(Required action) The word "NewIssue" marks the lines you need; copy each of them from the data.

** Opening Information provided block **

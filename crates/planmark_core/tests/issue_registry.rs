use planmark_core::{
    IssueEvent, IssueKind, IssuePatch, IssuePriority, IssueRegistry, IssueStatus, NewIssue,
    RegistryError,
};
use std::collections::HashSet;
use uuid::Uuid;

#[test]
fn create_assigns_identity_and_empty_thread() {
    let mut registry = IssueRegistry::new();

    let id = registry.create(draft("Cracked slab")).unwrap();

    let issue = registry.get(id).unwrap();
    assert_eq!(issue.id, id);
    assert_eq!(issue.title, "Cracked slab");
    assert!(issue.comments.is_empty());
    assert!(issue.tags.is_empty());
    assert!(issue.created_at > 0);
}

#[test]
fn create_sequences_have_unique_ids_and_non_decreasing_stamps() {
    let mut registry = IssueRegistry::new();

    let mut ids = HashSet::new();
    for index in 0..50 {
        let id = registry.create(draft(&format!("issue {index}"))).unwrap();
        assert!(ids.insert(id));
    }

    let stamps: Vec<i64> = registry.list().iter().map(|issue| issue.created_at).collect();
    assert!(stamps.windows(2).all(|pair| pair[0] <= pair[1]));
}

#[test]
fn create_normalizes_supplied_tags() {
    let mut registry = IssueRegistry::new();

    let mut incoming = draft("Tagged");
    incoming.tags = vec![
        " electrical ".to_string(),
        "electrical".to_string(),
        "".to_string(),
    ];
    let id = registry.create(incoming).unwrap();

    assert_eq!(registry.get(id).unwrap().tags, vec!["electrical".to_string()]);
}

#[test]
fn create_rejects_negative_cost_and_leaves_registry_empty() {
    let mut registry = IssueRegistry::new();

    let mut incoming = draft("Too cheap");
    incoming.cost = Some(-1.0);
    let err = registry.create(incoming).unwrap_err();

    assert!(matches!(err, RegistryError::Validation(_)));
    assert!(registry.is_empty());
}

#[test]
fn update_merges_into_stored_record() {
    let mut registry = IssueRegistry::new();
    let id = registry.create(draft("Leaky valve")).unwrap();

    registry
        .update(
            id,
            IssuePatch {
                status: Some(IssueStatus::Resolved),
                assigned_to: Some(Some("sam".to_string())),
                ..IssuePatch::default()
            },
        )
        .unwrap();

    let issue = registry.get(id).unwrap();
    assert_eq!(issue.status, IssueStatus::Resolved);
    assert_eq!(issue.assigned_to.as_deref(), Some("sam"));
    assert_eq!(issue.title, "Leaky valve");
}

#[test]
fn update_missing_issue_reports_not_found() {
    let mut registry = IssueRegistry::new();

    let missing = Uuid::new_v4();
    let err = registry.update(missing, IssuePatch::default()).unwrap_err();

    assert!(matches!(err, RegistryError::IssueNotFound(id) if id == missing));
}

#[test]
fn failed_update_leaves_stored_record_untouched() {
    let mut registry = IssueRegistry::new();
    let id = registry.create(draft("Valid")).unwrap();

    let err = registry
        .update(
            id,
            IssuePatch {
                title: Some("Poisoned merge".to_string()),
                cost: Some(Some(-40.0)),
                ..IssuePatch::default()
            },
        )
        .unwrap_err();

    assert!(matches!(err, RegistryError::Validation(_)));
    let issue = registry.get(id).unwrap();
    assert_eq!(issue.title, "Valid");
    assert_eq!(issue.cost, None);
}

#[test]
fn selection_observes_updates_immediately() {
    let mut registry = IssueRegistry::new();
    let id = registry.create(draft("Stale check")).unwrap();
    registry.select(Some(id)).unwrap();

    registry
        .update(
            id,
            IssuePatch {
                status: Some(IssueStatus::Resolved),
                ..IssuePatch::default()
            },
        )
        .unwrap();

    let selected = registry.selected_issue().unwrap();
    assert_eq!(selected.status, IssueStatus::Resolved);
}

#[test]
fn select_rejects_unknown_id_and_keeps_previous_selection() {
    let mut registry = IssueRegistry::new();
    let id = registry.create(draft("Selected")).unwrap();
    registry.select(Some(id)).unwrap();

    let missing = Uuid::new_v4();
    let err = registry.select(Some(missing)).unwrap_err();

    assert!(matches!(err, RegistryError::IssueNotFound(id) if id == missing));
    assert_eq!(registry.selected_id(), Some(id));

    registry.select(None).unwrap();
    assert_eq!(registry.selected_id(), None);
}

#[test]
fn delete_clears_selection_only_for_the_selected_issue() {
    let mut registry = IssueRegistry::new();
    let first = registry.create(draft("First")).unwrap();
    let second = registry.create(draft("Second")).unwrap();

    registry.select(Some(first)).unwrap();
    registry.delete(second).unwrap();
    assert_eq!(registry.selected_id(), Some(first));

    registry.delete(first).unwrap();
    assert_eq!(registry.selected_id(), None);
    assert!(registry.selected_issue().is_none());
}

#[test]
fn delete_missing_issue_reports_not_found() {
    let mut registry = IssueRegistry::new();

    let missing = Uuid::new_v4();
    let err = registry.delete(missing).unwrap_err();

    assert!(matches!(err, RegistryError::IssueNotFound(id) if id == missing));
}

#[test]
fn add_comment_appends_exactly_one_record() {
    let mut registry = IssueRegistry::new();
    let id = registry.create(draft("Commented")).unwrap();

    let comment_id = registry.add_comment(id, "ok", "site-lead").unwrap();

    let comments = &registry.get(id).unwrap().comments;
    assert_eq!(comments.len(), 1);
    assert_eq!(comments[0].id, comment_id);
    assert_eq!(comments[0].content, "ok");
    assert_eq!(comments[0].created_by, "site-lead");
}

#[test]
fn add_comment_rejects_blank_content_and_keeps_thread_unchanged() {
    let mut registry = IssueRegistry::new();
    let id = registry.create(draft("Quiet")).unwrap();

    for blank in ["", "   ", "\n\t"] {
        let err = registry.add_comment(id, blank, "site-lead").unwrap_err();
        assert!(matches!(err, RegistryError::EmptyComment));
    }

    assert!(registry.get(id).unwrap().comments.is_empty());
}

#[test]
fn add_comment_trims_content_and_preserves_append_order() {
    let mut registry = IssueRegistry::new();
    let id = registry.create(draft("Threaded")).unwrap();

    registry.add_comment(id, "  first  ", "a").unwrap();
    registry.add_comment(id, "second", "b").unwrap();

    let comments = &registry.get(id).unwrap().comments;
    assert_eq!(comments[0].content, "first");
    assert_eq!(comments[1].content, "second");
    assert!(comments[0].created_at <= comments[1].created_at);
    assert_ne!(comments[0].id, comments[1].id);
}

#[test]
fn add_comment_to_missing_issue_reports_not_found() {
    let mut registry = IssueRegistry::new();

    let missing = Uuid::new_v4();
    let err = registry.add_comment(missing, "hello", "a").unwrap_err();

    assert!(matches!(err, RegistryError::IssueNotFound(id) if id == missing));
}

#[test]
fn add_tag_skips_blanks_and_duplicates() {
    let mut registry = IssueRegistry::new();
    let id = registry.create(draft("Tagged")).unwrap();

    registry.add_tag(id, " electrical ").unwrap();
    registry.add_tag(id, "electrical").unwrap();
    registry.add_tag(id, "   ").unwrap();
    registry.add_tag(id, "urgent").unwrap();

    assert_eq!(
        registry.get(id).unwrap().tags,
        vec!["electrical".to_string(), "urgent".to_string()]
    );
}

#[test]
fn issues_on_page_returns_only_matching_anchors() {
    let mut registry = IssueRegistry::new();
    let sheet_a = Uuid::new_v4();
    let sheet_b = Uuid::new_v4();

    let mut on_a1 = draft("A page 1");
    on_a1.pdf_id = sheet_a;
    on_a1.page_number = 1;
    let a1 = registry.create(on_a1).unwrap();

    let mut on_a2 = draft("A page 2");
    on_a2.pdf_id = sheet_a;
    on_a2.page_number = 2;
    registry.create(on_a2).unwrap();

    let mut on_b1 = draft("B page 1");
    on_b1.pdf_id = sheet_b;
    on_b1.page_number = 1;
    registry.create(on_b1).unwrap();

    let page = registry.issues_on_page(sheet_a, 1);
    assert_eq!(page.len(), 1);
    assert_eq!(page[0].id, a1);
}

#[test]
fn known_tags_are_distinct_and_sorted() {
    let mut registry = IssueRegistry::new();

    let mut first = draft("First");
    first.tags = vec!["urgent".to_string(), "electrical".to_string()];
    registry.create(first).unwrap();

    let mut second = draft("Second");
    second.tags = vec!["hvac".to_string(), "urgent".to_string()];
    registry.create(second).unwrap();

    assert_eq!(
        registry.known_tags(),
        vec![
            "electrical".to_string(),
            "hvac".to_string(),
            "urgent".to_string()
        ]
    );
}

#[test]
fn mutations_notify_subscribers_in_order() {
    let mut registry = IssueRegistry::new();
    let events = registry.subscribe();

    let id = registry.create(draft("Watched")).unwrap();
    registry.select(Some(id)).unwrap();
    registry.delete(id).unwrap();

    let received: Vec<IssueEvent> = events.try_iter().collect();
    assert_eq!(
        received,
        vec![
            IssueEvent::Created(id),
            IssueEvent::SelectionChanged(Some(id)),
            IssueEvent::Deleted(id),
            IssueEvent::SelectionChanged(None),
        ]
    );
}

fn draft(title: &str) -> NewIssue {
    NewIssue {
        x: 25.0,
        y: 75.0,
        title: title.to_string(),
        description: String::new(),
        status: IssueStatus::Open,
        priority: IssuePriority::Medium,
        kind: IssueKind::Observation,
        assigned_to: None,
        due_date: None,
        cost: None,
        created_by: "inspector-7".to_string(),
        pdf_id: Uuid::new_v4(),
        page_number: 1,
        images: Vec::new(),
        tags: Vec::new(),
    }
}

** Closing Information provided block **

(Solution for this task)
    IssueEvent, IssueKind, IssuePatch, IssuePriority, IssueRegistry, IssueStatus, NewIssue,
fn draft(title: &str) -> NewIssue {
    NewIssue {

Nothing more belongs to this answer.